• About this exercise:
Nothing past the line containing "tokio::time::sleep(self.delay).await;" belongs in the output. Copy exactly every line of the data below from the first up to and including it.

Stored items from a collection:
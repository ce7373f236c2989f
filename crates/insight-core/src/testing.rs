//! Test doubles shared by the unit tests

use async_trait::async_trait;
use serde_json::{json, Value};
use std::collections::VecDeque;
use std::sync::atomic::{AtomicBool, AtomicUsize, Ordering};
use std::sync::Mutex;
use std::time::Duration;

use crate::llm::{LlmClient, LlmRequest, LlmResponse, ProviderError};
use crate::models::{
    Conversation, Message, ScheduledTask, TaskExecution, TaskStatus, ToolCall, ToolInput,
};
use crate::storage::{MemoryStore, Store, StoreError, StoreResult};
use crate::tools::{Tool, ToolContext, ToolError};

/// LLM client that replays canned responses and records every request.
/// Once the script runs out every call fails with a 500.
#[derive(Default)]
pub struct ScriptedLlm {
    responses: Mutex<VecDeque<LlmResponse>>,
    requests: Mutex<Vec<LlmRequest>>,
}

impl ScriptedLlm {
    pub fn new(responses: Vec<LlmResponse>) -> Self {
        Self {
            responses: Mutex::new(responses.into()),
            requests: Mutex::new(Vec::new()),
        }
    }

    pub fn requests(&self) -> Vec<LlmRequest> {
        self.requests.lock().unwrap().clone()
    }

    pub fn request_count(&self) -> usize {
        self.requests.lock().unwrap().len()
    }
}

#[async_trait]
impl LlmClient for ScriptedLlm {
    async fn send(&self, request: LlmRequest) -> Result<LlmResponse, ProviderError> {
        self.requests.lock().unwrap().push(request);
        self.responses
            .lock()
            .unwrap()
            .pop_front()
            .ok_or_else(|| ProviderError::Status {
                status: 500,
                body: "script exhausted".to_string(),
            })
    }
}

/// LLM client that takes `delay` before every reply
pub struct SlowLlm {
    delay: Duration,
    reply: String,
}

impl SlowLlm {
    pub fn new(delay: Duration, reply: &str) -> Self {
        Self {
            delay,
            reply: reply.to_string(),
        }
    }
}

#[async_trait]
impl LlmClient for SlowLlm {
    async fn send(&self, _request: LlmRequest) -> Result<LlmResponse, ProviderError> {
        tokio::time::sleep(self.delay).await;
        Ok(text_reply(&self.reply))
    }
}

pub fn text_reply(text: &str) -> LlmResponse {
    LlmResponse {
        content: text.to_string(),
        tool_calls: Vec::new(),
        input_tokens: 10,
        output_tokens: 5,
        stop_reason: Some("end_turn".to_string()),
    }
}

pub fn tool_reply(text: &str, calls: Vec<ToolCall>) -> LlmResponse {
    LlmResponse {
        content: text.to_string(),
        tool_calls: calls,
        input_tokens: 10,
        output_tokens: 5,
        stop_reason: Some("tool_use".to_string()),
    }
}

pub fn call(id: &str, name: &str) -> ToolCall {
    ToolCall {
        id: id.to_string(),
        name: name.to_string(),
        input: ToolInput::new(),
    }
}

/// Tool that always returns the same output
pub struct StaticTool {
    name: String,
    output: String,
}

impl StaticTool {
    pub fn new(name: &str, output: &str) -> Self {
        Self {
            name: name.to_string(),
            output: output.to_string(),
        }
    }
}

#[async_trait]
impl Tool for StaticTool {
    fn name(&self) -> &str {
        &self.name
    }

    fn description(&self) -> &str {
        "Returns a fixed value"
    }

    fn parameter_schema(&self) -> Value {
        json!({"type": "object", "properties": {}})
    }

    async fn execute(&self, _input: &ToolInput, _ctx: &ToolContext) -> Result<Value, ToolError> {
        Ok(Value::String(self.output.clone()))
    }
}

/// Tool that always fails
pub struct FailingTool {
    name: String,
    message: String,
}

impl FailingTool {
    pub fn new(name: &str, message: &str) -> Self {
        Self {
            name: name.to_string(),
            message: message.to_string(),
        }
    }
}

#[async_trait]
impl Tool for FailingTool {
    fn name(&self) -> &str {
        &self.name
    }

    fn description(&self) -> &str {
        "Always fails"
    }

    fn parameter_schema(&self) -> Value {
        json!({"type": "object", "properties": {}})
    }

    async fn execute(&self, _input: &ToolInput, _ctx: &ToolContext) -> Result<Value, ToolError> {
        Err(ToolError::Execution(self.message.clone()))
    }
}

/// [`MemoryStore`] with switchable task-table failures
#[derive(Default)]
pub struct FlakyStore {
    inner: MemoryStore,
    /// Fail the next `update_next_run` that records a completed run
    fail_next_run_update: AtomicBool,
    /// `find_task` calls so far, and which one (1-based) should fail
    find_calls: AtomicUsize,
    fail_find_on: AtomicUsize,
}

impl FlakyStore {
    pub fn new() -> Self {
        Self::default()
    }

    pub fn fail_next_run_update_once(&self) {
        self.fail_next_run_update.store(true, Ordering::SeqCst);
    }

    /// Fail the `n`th `find_task` call counted from now
    pub fn fail_find_task_on_call(&self, n: usize) {
        self.find_calls.store(0, Ordering::SeqCst);
        self.fail_find_on.store(n, Ordering::SeqCst);
    }

    fn injected(what: &str) -> StoreError {
        StoreError::Lock(format!("injected {} failure", what))
    }
}

impl Store for FlakyStore {
    fn create_conversation(&self, conversation: &Conversation) -> StoreResult<()> {
        self.inner.create_conversation(conversation)
    }

    fn find_conversation(&self, id: &str) -> StoreResult<Option<Conversation>> {
        self.inner.find_conversation(id)
    }

    fn list_conversations_by_user(
        &self,
        user_name: &str,
        limit: i64,
    ) -> StoreResult<Vec<Conversation>> {
        self.inner.list_conversations_by_user(user_name, limit)
    }

    fn list_conversations_by_project(
        &self,
        project_name: &str,
        limit: i64,
    ) -> StoreResult<Vec<Conversation>> {
        self.inner.list_conversations_by_project(project_name, limit)
    }

    fn update_conversation(&self, conversation: &Conversation) -> StoreResult<()> {
        self.inner.update_conversation(conversation)
    }

    fn delete_conversation(&self, id: &str) -> StoreResult<bool> {
        self.inner.delete_conversation(id)
    }

    fn create_message(&self, message: &Message) -> StoreResult<()> {
        self.inner.create_message(message)
    }

    fn list_messages(&self, conversation_id: &str, limit: i64) -> StoreResult<Vec<Message>> {
        self.inner.list_messages(conversation_id, limit)
    }

    fn count_messages(&self, conversation_id: &str) -> StoreResult<i64> {
        self.inner.count_messages(conversation_id)
    }

    fn create_task(&self, task: &ScheduledTask) -> StoreResult<()> {
        self.inner.create_task(task)
    }

    fn find_task(&self, id: &str) -> StoreResult<Option<ScheduledTask>> {
        let call = self.find_calls.fetch_add(1, Ordering::SeqCst) + 1;
        if call == self.fail_find_on.load(Ordering::SeqCst) {
            return Err(Self::injected("find_task"));
        }
        self.inner.find_task(id)
    }

    fn list_enabled_tasks(&self) -> StoreResult<Vec<ScheduledTask>> {
        self.inner.list_enabled_tasks()
    }

    fn list_tasks_by_user(&self, user_name: &str) -> StoreResult<Vec<ScheduledTask>> {
        self.inner.list_tasks_by_user(user_name)
    }

    fn list_tasks_by_project(&self, project_name: &str) -> StoreResult<Vec<ScheduledTask>> {
        self.inner.list_tasks_by_project(project_name)
    }

    fn update_next_run(
        &self,
        id: &str,
        next_run_at: i64,
        last_run_at: Option<i64>,
    ) -> StoreResult<()> {
        if last_run_at.is_some() && self.fail_next_run_update.swap(false, Ordering::SeqCst) {
            return Err(Self::injected("update_next_run"));
        }
        self.inner.update_next_run(id, next_run_at, last_run_at)
    }

    fn update_task_status(&self, id: &str, status: TaskStatus) -> StoreResult<()> {
        self.inner.update_task_status(id, status)
    }

    fn set_task_enabled(&self, id: &str, enabled: bool) -> StoreResult<()> {
        self.inner.set_task_enabled(id, enabled)
    }

    fn delete_task(&self, id: &str) -> StoreResult<bool> {
        self.inner.delete_task(id)
    }

    fn record_execution(&self, execution: &TaskExecution) -> StoreResult<()> {
        self.inner.record_execution(execution)
    }

    fn list_executions(&self, task_id: &str, limit: i64) -> StoreResult<Vec<TaskExecution>> {
        self.inner.list_executions(task_id, limit)
    }
}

• Problem solution:
repository ce7373f236c2989f
filename crates/insight-core/src/testing.rs
//! Test doubles shared by the unit tests

use async_trait::async_trait;
use serde_json::{json, Value};
use std::collections::VecDeque;
use std::sync::atomic::{AtomicBool, AtomicUsize, Ordering};
use std::sync::Mutex;
use std::time::Duration;

use crate::llm::{LlmClient, LlmRequest, LlmResponse, ProviderError};
use crate::models::{
    Conversation, Message, ScheduledTask, TaskExecution, TaskStatus, ToolCall, ToolInput,
};
use crate::storage::{MemoryStore, Store, StoreError, StoreResult};
use crate::tools::{Tool, ToolContext, ToolError};

/// LLM client that replays canned responses and records every request.
/// Once the script runs out every call fails with a 500.
#[derive(Default)]
pub struct ScriptedLlm {
    responses: Mutex<VecDeque<LlmResponse>>,
    requests: Mutex<Vec<LlmRequest>>,
}

impl ScriptedLlm {
    pub fn new(responses: Vec<LlmResponse>) -> Self {
        Self {
            responses: Mutex::new(responses.into()),
            requests: Mutex::new(Vec::new()),
        }
    }

    pub fn requests(&self) -> Vec<LlmRequest> {
        self.requests.lock().unwrap().clone()
    }

    pub fn request_count(&self) -> usize {
        self.requests.lock().unwrap().len()
    }
}

#[async_trait]
impl LlmClient for ScriptedLlm {
    async fn send(&self, request: LlmRequest) -> Result<LlmResponse, ProviderError> {
        self.requests.lock().unwrap().push(request);
        self.responses
            .lock()
            .unwrap()
            .pop_front()
            .ok_or_else(|| ProviderError::Status {
                status: 500,
                body: "script exhausted".to_string(),
            })
    }
}

/// LLM client that takes `delay` before every reply
pub struct SlowLlm {
    delay: Duration,
    reply: String,
}

impl SlowLlm {
    pub fn new(delay: Duration, reply: &str) -> Self {
        Self {
            delay,
            reply: reply.to_string(),
        }
    }
}

#[async_trait]
impl LlmClient for SlowLlm {
    async fn send(&self, _request: LlmRequest) -> Result<LlmResponse, ProviderError> {
        tokio::time::sleep(self.delay).await;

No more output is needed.